Why Intuitive Eating Is Book #1 in the RWR Book Club
Intuitive Eating is our starting point because it helps unravel the very foundation of diet culture that so many of us have internalized without even realizing it. It’s not just about food, it’s about rebuilding body trust, learning to honor hunger and fullness, and healing the mental and emotional weight we’ve been carrying around how we eat.
This book gives language to the thoughts so many of us have had in secret:
- Why do I feel out of control around food?
- Why does eating “right” feel so hard?
- Why does my body always feel like a problem I have to fix?
It offers a way forward that’s compassionate, empowering, and sustainable — and it lays the groundwork for every other book on the RWR list.
Before we dive into movement, habits, or self-care, we have to address the mindset that says:
“I have to earn rest.”
“My worth is tied to what I eat.”
“Healthy means smaller.”
“Restriction equals discipline.”
Intuitive Eating gently dismantles those ideas and replaces them with permission, connection, and autonomy. It invites you to let go of shame and step into curiosity — which is the heart of everything we do inside Results Without Restriction.
That’s why this isn’t just the first book.
It’s the foundation.
This Book Is Great If You…
Are curious about healing your relationship with food without counting anything
Feel stuck in the cycle of dieting and want a new way to relate to food
Struggle with guilt around eating or your body
Want to rebuild body trust and learn to eat in a way that feels good, not punishing
Need a copy?

Why I Chose This Book
This book is part of the RWR Book Club because it speaks directly to two core pillars: Gentle Nutrition and Body Respect.

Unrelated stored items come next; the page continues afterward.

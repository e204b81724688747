//! Tracing subscriber initialization and configuration

use std::fmt;
use std::str::FromStr;

use serde::{Deserialize, Serialize};
use tracing::info;
use tracing_subscriber::{EnvFilter, layer::SubscriberExt, util::SubscriberInitExt};

/// Output format for log lines
#[derive(Debug, Clone, Copy, PartialEq, Eq, Default, Serialize, Deserialize)]
#[serde(rename_all = "lowercase")]
pub enum LogFormat {
    /// Human-readable text
    #[default]
    Text,
    /// One JSON object per line
    Json,
}

impl fmt::Display for LogFormat {
    fn fmt(&self, f: &mut fmt::Formatter<'_>) -> fmt::Result {
        match self {
            Self::Text => write!(f, "text"),
            Self::Json => write!(f, "json"),
        }
    }
}

impl FromStr for LogFormat {
    type Err = String;

    fn from_str(s: &str) -> Result<Self, Self::Err> {
        match s.to_lowercase().as_str() {
            "text" | "pretty" => Ok(Self::Text),
            "json" => Ok(Self::Json),
            _ => Err(format!("Invalid log format: {s}. Use 'text' or 'json'")),
        }
    }
}

/// Configuration for logging
#[derive(Debug, Clone, PartialEq, Eq, Serialize, Deserialize)]
pub struct TelemetryConfig {
    /// Log level filter (e.g., "info", "debug", "faultline=debug,tower_http=info")
    ///
    /// `RUST_LOG` takes precedence when set.
    #[serde(default = "default_log_filter")]
    pub log_filter: String,

    /// Log line format
    #[serde(default)]
    pub log_format: LogFormat,
}

fn default_log_filter() -> String {
    "faultline=info,application=info,infrastructure=info,presentation_http=info,tower_http=info".to_string()
}

impl Default for TelemetryConfig {
    fn default() -> Self {
        Self {
            log_filter: default_log_filter(),
            log_format: LogFormat::default(),
        }
    }
}

/// Install the global tracing subscriber
///
/// Fails if a global subscriber has already been set.
pub fn init_telemetry(config: &TelemetryConfig) -> Result<(), TelemetryError> {
    let env_filter = EnvFilter::try_from_default_env()
        .or_else(|_| EnvFilter::try_new(&config.log_filter))
        .map_err(|e| TelemetryError::Filter(e.to_string()))?;

    let registry = tracing_subscriber::registry().with(env_filter);

    match config.log_format {
        LogFormat::Json => registry
            .with(tracing_subscriber::fmt::layer().json().with_target(true))
            .try_init(),
        LogFormat::Text => registry
            .with(tracing_subscriber::fmt::layer().with_target(true))
            .try_init(),
    }
    .map_err(|e| TelemetryError::Init(e.to_string()))?;

    info!(format = %config.log_format, "Logging initialized");
    Ok(())
}

/// Error type for telemetry initialization
#[derive(Debug, thiserror::Error)]
pub enum TelemetryError {
    /// Log filter directive could not be parsed
    #[error("Invalid log filter: {0}")]
    Filter(String),

    /// Failed to install the tracing subscriber
    #[error("Failed to initialize tracing: {0}")]
    Init(String),
}
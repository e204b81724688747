//! Value Objects - Immutable, identity-less domain primitives

mod delay_spec;
mod destination;
mod drop_probability;
mod seed;

pub use delay_spec::DelaySpec;
pub use destination::Destination;
pub use drop_probability::DropProbability;
pub use seed::Seed;
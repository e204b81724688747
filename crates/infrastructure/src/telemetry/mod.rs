//! Logging and tracing setup
//!
//! Installs the global `tracing` subscriber used by the binaries.

mod subscriber;

pub use subscriber::{LogFormat, TelemetryConfig, TelemetryError, init_telemetry};
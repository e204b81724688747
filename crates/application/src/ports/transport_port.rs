//! Transport port
//!
//! The "send a request, get a response or an error" capability. The default
//! adapter lives in the infrastructure layer; the fault injector both
//! consumes and implements this port so the two stack transparently.

use async_trait::async_trait;
use bytes::Bytes;
#[cfg(test)]
use mockall::automock;
use thiserror::Error;

/// Outbound request with a fully buffered body
pub type ProxyRequest = http::Request<Bytes>;

/// Upstream response with a fully buffered body
pub type ProxyResponse = http::Response<Bytes>;

/// Errors produced while sending a request
///
/// The forwarding variants come from the underlying transport and are passed
/// through untouched. `Dropped` and `Cancelled` are only ever produced by the
/// fault-injection layer.
#[derive(Debug, Clone, PartialEq, Eq, Error)]
pub enum TransportError {
    /// Could not establish a connection (DNS, refused, TLS handshake)
    #[error("Connection failed: {0}")]
    Connect(String),

    /// Upstream did not answer in time
    #[error("Upstream timed out: {0}")]
    Timeout(String),

    /// Request could not be built or sent
    #[error("Request failed: {0}")]
    Request(String),

    /// Reading or writing a body failed
    #[error("Body transfer failed: {0}")]
    Body(String),

    /// Any other transport failure
    #[error("Transport error: {0}")]
    Other(String),

    /// Request was deliberately dropped by fault injection
    #[error("Request dropped by fault injection")]
    Dropped,

    /// Request was cancelled while waiting out an injected delay
    #[error("Request cancelled during injected delay")]
    Cancelled,
}

impl TransportError {
    /// Whether this error was synthesized by fault injection
    #[must_use]
    pub const fn is_injected(&self) -> bool {
        matches!(self, Self::Dropped)
    }

    /// Whether this error came from the underlying transport
    #[must_use]
    pub const fn is_forwarding(&self) -> bool {
        !matches!(self, Self::Dropped | Self::Cancelled)
    }
}

/// Port for sending a request to an upstream server
#[cfg_attr(test, automock)]
#[async_trait]
pub trait TransportPort: Send + Sync {
    /// Perform one request/response round trip
    async fn round_trip(&self, request: ProxyRequest) -> Result<ProxyResponse, TransportError>;
}
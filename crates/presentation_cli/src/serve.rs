//! `serve` command: command-line overrides on top of the loaded configuration

use std::path::PathBuf;

use clap::Args;
use infrastructure::AppConfig;

/// Arguments for `faultline serve`
#[derive(Debug, Default, Args)]
pub struct ServeArgs {
    /// Configuration file (default: ./config.toml if present)
    #[arg(short, long)]
    pub config: Option<PathBuf>,

    /// Destination URL requests are forwarded to
    #[arg(short, long)]
    pub destination: Option<String>,

    /// Probability in [0, 1] that a request is dropped
    #[arg(long = "drop", value_name = "P")]
    pub drop_probability: Option<f64>,

    /// Pre-forward delay rate (per millisecond, 0 disables)
    #[arg(long, value_name = "RATE")]
    pub pre_rate: Option<f64>,

    /// Pre-forward delay upper bound in milliseconds
    #[arg(long, value_name = "MS")]
    pub pre_max_ms: Option<u64>,

    /// Post-forward delay rate (per millisecond, 0 disables)
    #[arg(long, value_name = "RATE")]
    pub post_rate: Option<f64>,

    /// Post-forward delay upper bound in milliseconds
    #[arg(long, value_name = "MS")]
    pub post_max_ms: Option<u64>,

    /// RNG seed (0 = OS entropy)
    #[arg(long)]
    pub seed: Option<u64>,

    /// Address to bind to
    #[arg(long)]
    pub host: Option<String>,

    /// Port to listen on
    #[arg(short, long)]
    pub port: Option<u16>,
}

impl ServeArgs {
    /// Load the configuration and apply command-line overrides
    pub fn resolve(&self) -> anyhow::Result<AppConfig> {
        let mut config = AppConfig::load_from(self.config.as_deref())?;
        self.apply(&mut config);
        Ok(config)
    }

    /// Overwrite every setting given on the command line
    pub fn apply(&self, config: &mut AppConfig) {
        let proxy = &mut config.proxy;
        if let Some(destination) = &self.destination {
            proxy.destination = Some(destination.clone());
        }
        if let Some(p) = self.drop_probability {
            proxy.drop_probability = p;
        }
        if let Some(rate) = self.pre_rate {
            proxy.pre_delay_rate = rate;
        }
        if let Some(max) = self.pre_max_ms {
            proxy.pre_delay_max_ms = max;
        }
        if let Some(rate) = self.post_rate {
            proxy.post_delay_rate = rate;
        }
        if let Some(max) = self.post_max_ms {
            proxy.post_delay_max_ms = max;
        }
        if let Some(seed) = self.seed {
            proxy.seed = seed;
        }
        if let Some(host) = &self.host {
            config.server.host.clone_from(host);
        }
        if let Some(port) = self.port {
            config.server.port = port;
        }
    }
}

It helps readers identify and challenge internalized diet culture, explore eating without guilt, and develop an internal compass for food and movement choices.
Suggested 4-Week Reading Plan
This book is dense but structured, so we’ll divide it into manageable weekly chunks (approx. 60–70 pages/week):
Week 1:
Introduction
Principles 1–2:
Reject the Diet Mentality, Honor Your Hunger
Week 2:
Principles 3–6:
Make Peace with Food
Challenge the Food Police
Discover the Satisfaction Factor
Feel Your Fullness
Week 3:
Principles 7–10:
Cope with Emotions with Kindness
Respect Your Body
Movement – Feel the Difference
Honor Your Health with Gentle Nutrition
Week 4:
Application Chapters
Personal Reflection
Revisit any chapters that hit home
Make it yours: You don’t need to follow this plan perfectly. Read at your own pace and take breaks when you need to reflect or process.
Journal Prompts
Use these questions to deepen your reading experience. There are no right answers — only what’s true for you.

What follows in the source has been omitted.